Is anyone going to the Paph Forum on 2/13? It would be a good chance to meet with some other SlipperTalkers.
Cheers,
Augusto


----------



## MoreWater (Jan 31, 2010)

hi Augusto,

I also haven't posted here in ages... !

Completely forgot about the paph forum, but I will be downstairs that day at a gesneriad society meeting. (Missed the last two meetings so I should show.) No doubt I will sneak into the sales area at some point....


----------



## NYEric (Jan 31, 2010)

I will be there.


----------



## TutoPeru (Feb 1, 2010)

Great guys, see you there then.


----------



## NYEric (Feb 1, 2010)

I couldn't copy the document here so for those interested:
National Capital Orchid Society Paph Forum, Saturday, 2/13/10 at the U.S. Arboretum, 24th & R Street NW, Washington DC
8:00AM - 5:00 PM 
Speakers: Frank Smith-Apopka, Florida-Slippers of Krull-Smith; Andy Phillips - Basingstoke, Hampshire, England-Phrags; Marc Hachadourian-Bronx, NY - Growing specimen Slippers; Bryan Ramsay-California, Maryland - Overview of recent Slipper awards.
Vendors: (Plants) Alfredo Manrique-Peru, Floradise Orchids-Va, Marriot Orchids-NC, Orchid enterprise-Va, Orchidview-SC, Pine Crest Orchids-VA, Ratcliffe Orchids-England, Orchid Zone orchids by Cove Corp, Woodstream Orchids-Md.
(Copper Sculptures) Andy Phillips; (Supplies) Quarter Acre Orchids-Va. (Orchid design gifts) Celebrate Orchids-Va; and NCOS Member plant sales

Pre-registration is required - $50 includes lunch and door prize ticket. Contact Lynn Evans-Gouldner, 5810 Huntington Road, Huntington, Md. 20639. limited to first 140 registrants. [email protected]


----------



## eOrchids (Feb 2, 2010)

I'll try to make this one!


----------



## aquacorps (Feb 2, 2010)

No, there were too many phrags there last year. It should by phrag free.


----------



## NYEric (Feb 2, 2010)

:fight:!!!


----------



## SlipperFan (Feb 2, 2010)

:viking: Double:fight:


----------



## eOrchids (Feb 3, 2010)

Well got some bad news. I was planning to preorder from Ratcliffe for Dec. 13 and got this response:

Dear Eric,

Thank you for your enquiry, but due to complications U S side, we are unable to attend the NCOS Paph. Forum.

Regards,

Claudia Whales,
RATCLIFFE ORCHIDS

Damn customs!


----------



## NYEric (Feb 3, 2010)

Yes, our government, and no I don't blame Obama, can't get anything right.


----------



## SlipperFan (Feb 3, 2010)

NYEric said:


> Yes, our government, and no I don't blame Obama, can't get anything right.

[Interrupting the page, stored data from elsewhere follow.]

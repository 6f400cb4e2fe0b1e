use crate::config::AppConfig;
use crate::db::connection::DbPool;

pub struct AppState {
    pub db: DbPool,
    pub config: AppConfig,
}

impl AppState {
    pub fn new(db: DbPool, config: AppConfig) -> Self {
        Self { db, config }
    }
}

Heck no! Paul's problems started back with the Bush administration.


----------



## NYEric (Feb 4, 2010)

Hmmmm, kind of like the Homeland security and Housing/Investment banking bubble collapse. :evil:


----------



## Slipperhead (Feb 6, 2010)

Also, if anyone is interested, Andy Phillips will be speaking at the Virginia Orchid Society the following day in Richmond with a different Phrag talk.

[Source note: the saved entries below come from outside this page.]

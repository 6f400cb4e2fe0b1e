use axum::http::StatusCode;
use axum::response::{IntoResponse, Response};
use axum::Json;
use serde_json::json;

#[derive(thiserror::Error, Debug)]
pub enum AppError {
    #[error("{0}")]
    NotFound(String),

    #[error("{0}")]
    BadRequest(String),

    #[error("{0}")]
    Unauthorized(String),

    #[error("{0}")]
    PayloadTooLarge(String),

    #[error("{0}")]
    InsufficientStorage(String),

    #[error(transparent)]
    Internal(#[from] anyhow::Error),
}

impl IntoResponse for AppError {
    fn into_response(self) -> Response {
        let (status, msg) = match &self {
            AppError::NotFound(m) => (StatusCode::NOT_FOUND, m.clone()),
            AppError::BadRequest(m) => (StatusCode::BAD_REQUEST, m.clone()),
            AppError::Unauthorized(m) => (StatusCode::UNAUTHORIZED, m.clone()),
            AppError::PayloadTooLarge(m) => (StatusCode::PAYLOAD_TOO_LARGE, m.clone()),
            AppError::InsufficientStorage(m) => (StatusCode::INSUFFICIENT_STORAGE, m.clone()),
            AppError::Internal(e) => {
                tracing::error!("Internal error: {e:#}");
                (StatusCode::INTERNAL_SERVER_ERROR, "Internal server error".into())
            }
        };
        (status, Json(json!({ "error": msg }))).into_response()
    }
}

He will then SPEAK AGAIN on Monday evening at the NCOS February meeting!


----------



## NYEric (Feb 7, 2010)

I'm surprised if it's the same Andy Phillips! He can't make Saturday but will speak on Sunday and Monday!?!?


----------



## TutoPeru (Feb 7, 2010)

Eric
Maybe he is coming and the issue is that they cannot send plants?
NCOS has not announced any changes to the agenda.
We'll see


----------



## NYEric (Feb 7, 2010)

Maybe, but it says "we are unable to *attend*"!!


----------



## Scott Ware (Feb 8, 2010)

Let's all hope for the best, because the weather needs to change for the better - and quickly - or there will be a lot more folks "unable to *attend*."


----------



## goldenrose (Feb 9, 2010)

Scott Ware said:


> Let's all hope for the best, because the weather needs to change for the better - and quickly - or there will be a lot more folks "unable to *attend*."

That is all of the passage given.